//! Parse events as reported by the parse engine.

use serde::{Deserialize, Serialize};

/// Event type
#[derive(Debug, Clone, Copy, PartialEq, Eq, Hash, Serialize, Deserialize)]
pub enum EventKind {
    #[serde(rename = "rule.enter")]
    Enter,
    #[serde(rename = "rule.match")]
    Match,
    #[serde(rename = "rule.fail")]
    Fail,
}

impl EventKind {
    pub fn as_str(self) -> &'static str {
        match self {
            EventKind::Enter => "rule.enter",
            EventKind::Match => "rule.match",
            EventKind::Fail => "rule.fail",
        }
    }

    /// The part after `rule.`
    pub fn verb(self) -> &'static str {
        match self {
            EventKind::Enter => "enter",
            EventKind::Match => "match",
            EventKind::Fail => "fail",
        }
    }

    /// `true` for events that close a rule opened by [`EventKind::Enter`].
    pub fn is_exit(self) -> bool {
        !matches!(self, EventKind::Enter)
    }
}

/// A position in the parsed input. Line and column are 1-based.
#[derive(Debug, Clone, Copy, Default, PartialEq, Eq, Serialize, Deserialize)]
pub struct SourceLoc {
    pub offset: u32,
    pub line: u32,
    pub column: u32,
}

impl SourceLoc {
    pub fn new(offset: u32, line: u32, column: u32) -> Self {
        Self { offset, line, column }
    }
}

#[derive(Debug, Clone, Copy, Default, PartialEq, Eq, Serialize, Deserialize)]
pub struct SourceSpan {
    pub start: SourceLoc,
    pub end: SourceLoc,
}

impl SourceSpan {
    pub fn new(start: SourceLoc, end: SourceLoc) -> Self {
        Self { start, end }
    }
}

/// One parse event.
#[derive(Debug, Clone, PartialEq, Serialize, Deserialize)]
pub struct TraceEvent {
    #[serde(rename = "type")]
    pub kind: EventKind,
    pub rule: String,
    #[serde(default, skip_serializing_if = "Option::is_none")]
    pub location: Option<SourceSpan>,
    /// Value produced by a successful match
    #[serde(default, skip_serializing_if = "Option::is_none")]
    pub result: Option<serde_json::Value>,
}

impl TraceEvent {
    pub fn new(kind: EventKind, rule: impl Into<String>) -> Self {
        Self { kind, rule: rule.into(), location: None, result: None }
    }

    pub fn enter(rule: impl Into<String>) -> Self {
        Self::new(EventKind::Enter, rule)
    }

    pub fn matched(rule: impl Into<String>) -> Self {
        Self::new(EventKind::Match, rule)
    }

    pub fn failed(rule: impl Into<String>) -> Self {
        Self::new(EventKind::Fail, rule)
    }

    pub fn at(mut self, span: SourceSpan) -> Self {
        self.location = Some(span);
        self
    }

    pub fn with_result(mut self, result: serde_json::Value) -> Self {
        self.result = Some(result);
        self
    }
}
//! Debug infrastructure with per-module loggers.
//!
//! Control via PEGSCOPE_DEBUG environment variable:
//! - `PEGSCOPE_DEBUG=*` - Enable all loggers
//! - `PEGSCOPE_DEBUG=disasm` - Enable only the disassembler
//! - `PEGSCOPE_DEBUG=disasm,registry` - Enable multiple
//!
//! Verbosity via PEGSCOPE_DEBUG_VERBOSITY (0-3, default 1)

use std::collections::HashSet;
use std::env;
use std::sync::atomic::{AtomicUsize, Ordering};
use std::sync::OnceLock;

pub const DEBUG_VAR: &str = "PEGSCOPE_DEBUG";
pub const VERBOSITY_VAR: &str = "PEGSCOPE_DEBUG_VERBOSITY";

// ============================================================================
// Configuration
// ============================================================================

#[derive(Clone, Debug, PartialEq, Eq)]
enum EnabledConfig {
    All,
    None,
    Some(HashSet<String>),
}

impl EnabledConfig {
    fn parse(value: Option<&str>) -> Self {
        match value.map(str::trim) {
            None | Some("") => EnabledConfig::None,
            Some("*") | Some("1") | Some("true") => EnabledConfig::All,
            Some(value) => {
                let set: HashSet<_> = value
                    .split(',')
                    .map(|s| s.trim().to_string())
                    .filter(|s| !s.is_empty())
                    .collect();
                if set.is_empty() { EnabledConfig::None } else { EnabledConfig::Some(set) }
            }
        }
    }

    fn contains(&self, name: &str) -> bool {
        match self {
            EnabledConfig::None => false,
            EnabledConfig::All => true,
            EnabledConfig::Some(set) => set.contains(name),
        }
    }
}

fn parse_verbosity(value: Option<&str>) -> u8 {
    value
        .and_then(|v| v.trim().parse().ok())
        .map(|v: u8| v.min(3))
        .unwrap_or(1)
}

struct GlobalConfig {
    enabled: EnabledConfig,
    verbosity: u8,
}

static CONFIG: OnceLock<GlobalConfig> = OnceLock::new();

fn get_config() -> &'static GlobalConfig {
    CONFIG.get_or_init(|| GlobalConfig {
        enabled: EnabledConfig::parse(env::var(DEBUG_VAR).ok().as_deref()),
        verbosity: parse_verbosity(env::var(VERBOSITY_VAR).ok().as_deref()),
    })
}

fn verbosity() -> u8 {
    get_config().verbosity
}

// ============================================================================
// Logger
// ============================================================================

/// A named stderr logger. Disabled loggers cost one branch per call site.
pub struct Logger {
    name: &'static str,
    enabled: bool,
    indent: AtomicUsize,
}

impl Logger {
    pub const fn disabled() -> Self {
        Self { name: "", enabled: false, indent: AtomicUsize::new(0) }
    }

    /// An enabled logger, whatever `PEGSCOPE_DEBUG` says.
    pub fn active(name: &'static str) -> Self {
        Self { name, enabled: true, indent: AtomicUsize::new(0) }
    }

    #[inline]
    pub fn enabled(&self) -> bool {
        self.enabled
    }

    pub fn name(&self) -> &'static str {
        self.name
    }

    /// Current nesting of `push_indent` calls.
    pub fn indent(&self) -> usize {
        self.indent.load(Ordering::Relaxed)
    }

    fn emit(&self, level: u8, tag: &str, msg: &str) {
        if self.enabled && verbosity() >= level {
            let indent = self.indent.load(Ordering::Relaxed);
            eprintln!("{}[{}] {}{}", "  ".repeat(indent), self.name, tag, msg);
        }
    }

    #[inline]
    pub fn log(&self, msg: &str) {
        self.emit(1, "", msg);
    }

    #[inline]
    pub fn detail(&self, msg: &str) {
        self.emit(2, "", msg);
    }

    #[inline]
    pub fn success(&self, msg: &str) {
        self.emit(1, "OK: ", msg);
    }

    #[inline]
    pub fn fail(&self, msg: &str) {
        self.emit(1, "FAIL: ", msg);
    }

    #[inline]
    pub fn push_indent(&self) {
        if self.enabled {
            self.indent.fetch_add(1, Ordering::Relaxed);
        }
    }

    #[inline]
    pub fn pop_indent(&self) {
        if self.enabled {
            let _ = self.indent.fetch_update(Ordering::Relaxed, Ordering::Relaxed, |v| {
                Some(v.saturating_sub(1))
            });
        }
    }
}

// ============================================================================
// Factory
// ============================================================================

/// Create a logger. The name must be a static string.
pub fn create_logger(name: &'static str) -> Logger {
    if get_config().enabled.contains(name) {
        Logger::active(name)
    } else {
        Logger::disabled()
    }
}

// ============================================================================
// Macros - avoid format! cost when disabled
// ============================================================================

#[macro_export]
macro_rules! log {
    ($logger:expr, $($arg:tt)*) => {
        if $logger.enabled() {
            $logger.log(&format!($($arg)*));
        }
    };
}

#[macro_export]
macro_rules! log_detail {
    ($logger:expr, $($arg:tt)*) => {
        if $logger.enabled() {
            $logger.detail(&format!($($arg)*));
        }
    };
}

#[macro_export]
macro_rules! log_success {
    ($logger:expr, $($arg:tt)*) => {
        if $logger.enabled() {
            $logger.success(&format!($($arg)*));
        }
    };
}

#[macro_export]
macro_rules! log_fail {
    ($logger:expr, $($arg:tt)*) => {
        if $logger.enabled() {
            $logger.fail(&format!($($arg)*));
        }
    };
}
//! pegscope parse tracing
//!
//! Renders the rule enter/match/fail events a PEG parser emits while it runs.
//!
//! # Overview
//!
//! - [`TraceEvent`] - One parse event, deserializable from the engine's JSON
//! - [`Tracer`] - The capability every tracer implements
//! - [`LineTracer`] - One space-indented line per event
//! - [`TreeTracer`] - Box-drawing tree, whitespace rule hidden
//! - [`DetailedTreeTracer`] - Tree plus input excerpt and live variables on failure
//! - [`select_tracer`] - Tag, function or tracer to a concrete tracer
//!
//! # Example
//!
//! ```
//! use pegscope_trace::{TraceEvent, Tracer, TreeTracer};
//!
//! let mut tracer = TreeTracer::with_writer(Vec::new());
//! tracer.trace(&TraceEvent::enter("start"));
//! tracer.trace(&TraceEvent::matched("start"));
//!
//! let output = String::from_utf8(tracer.into_inner()).unwrap();
//! assert_eq!(output, "? start\n└─> YES\n");
//! ```

pub mod detailed;
pub mod event;
pub mod line;
pub mod select;
pub mod tracer;
pub mod tree;

pub use detailed::{DetailedTreeTracer, Variables, DEFAULT_RADIUS};
pub use event::{EventKind, SourceLoc, SourceSpan, TraceEvent};
pub use line::{format_span, LineTracer};
pub use select::{select_tracer, select_tracer_with, Selected, TracerSpec};
pub use tracer::{FnTracer, NullTracer, Tracer};
pub use tree::{TreeLines, TreeTracer, WHITESPACE_RULE};
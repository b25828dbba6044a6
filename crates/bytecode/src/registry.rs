//! Named rule streams and the full grammar listing.

use std::fmt;
use std::io;
use std::path::Path;

use common::debug::{create_logger, Logger};
use common::{log, log_fail, log_success};
use hashbrown::HashMap;

use crate::disasm::Disassembler;

/// Errors from building or persisting a rule listing.
#[derive(Debug)]
pub enum RegistryError {
    /// A rule with this name was already added
    DuplicateRule(String),
    /// IO error while writing the listing
    Io(io::Error),
}

impl fmt::Display for RegistryError {
    fn fmt(&self, f: &mut fmt::Formatter<'_>) -> fmt::Result {
        match self {
            RegistryError::DuplicateRule(name) => write!(f, "rule {} already defined", name),
            RegistryError::Io(e) => write!(f, "IO error: {}", e),
        }
    }
}

impl std::error::Error for RegistryError {
    fn source(&self) -> Option<&(dyn std::error::Error + 'static)> {
        match self {
            RegistryError::Io(e) => Some(e),
            _ => None,
        }
    }
}

impl From<io::Error> for RegistryError {
    fn from(e: io::Error) -> Self {
        RegistryError::Io(e)
    }
}

/// Rule storage in insertion order.
///
/// Rules are only ever appended; the listing always follows the order in
/// which they were added, never name order.
pub struct RuleRegistry {
    disasm: Disassembler,
    index: HashMap<String, usize>,
    rules: Vec<(String, Vec<u32>)>,
    log: Logger,
}

impl RuleRegistry {
    pub fn new(disasm: Disassembler) -> Self {
        Self {
            disasm,
            index: HashMap::new(),
            rules: Vec::new(),
            log: create_logger("registry"),
        }
    }

    /// Add a rule. Fails if `name` is taken, leaving the existing rule as is.
    pub fn add(&mut self, name: impl Into<String>, stream: Vec<u32>) -> Result<(), RegistryError> {
        let name = name.into();
        if self.index.contains_key(&name) {
            log_fail!(self.log, "duplicate rule {}", name);
            return Err(RegistryError::DuplicateRule(name));
        }
        log!(self.log, "add rule {} ({} cells)", name, stream.len());
        self.index.insert(name.clone(), self.rules.len());
        self.rules.push((name, stream));
        Ok(())
    }

    pub fn get(&self, name: &str) -> Option<&[u32]> {
        self.index.get(name).map(|&idx| self.rules[idx].1.as_slice())
    }

    /// Rule names in insertion order.
    pub fn names(&self) -> impl Iterator<Item = &str> + '_ {
        self.rules.iter().map(|(name, _)| name.as_str())
    }

    /// `(name, stream)` pairs in insertion order.
    pub fn iter(&self) -> impl Iterator<Item = (&str, &[u32])> + '_ {
        self.rules.iter().map(|(name, stream)| (name.as_str(), stream.as_slice()))
    }

    pub fn len(&self) -> usize {
        self.rules.len()
    }

    pub fn is_empty(&self) -> bool {
        self.rules.is_empty()
    }

    pub fn disassembler(&self) -> &Disassembler {
        &self.disasm
    }

    /// Render every rule as a `name:` header followed by its indented
    /// disassembly, with a blank line between rules.
    pub fn render(&self) -> String {
        let mut parts: Vec<String> = Vec::new();
        for (name, stream) in &self.rules {
            parts.push(format!("{}:", name));
            parts.extend(self.disasm.decode(stream).iter().map(|line| line.indented(1)));
            parts.push(String::new());
        }
        parts.join("\n").trim_end().to_string()
    }

    /// Write [`render`](Self::render) to `path`.
    pub fn write_to(&self, path: impl AsRef<Path>) -> Result<(), RegistryError> {
        let path = path.as_ref();
        log!(self.log, "writing bytecodes to {}", path.display());
        std::fs::write(path, self.render())?;
        log_success!(self.log, "wrote {} rules to {}", self.rules.len(), path.display());
        Ok(())
    }
}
----
■ Work request ■
Pick every line of the data that includes the string "start".

■ Answer for this exercise ■
    pub start: SourceLoc,
    pub fn new(start: SourceLoc, end: SourceLoc) -> Self {
        Self { start, end }
//! tracer.trace(&TraceEvent::enter("start"));
//! tracer.trace(&TraceEvent::matched("start"));
//! assert_eq!(output, "? start\n└─> YES\n");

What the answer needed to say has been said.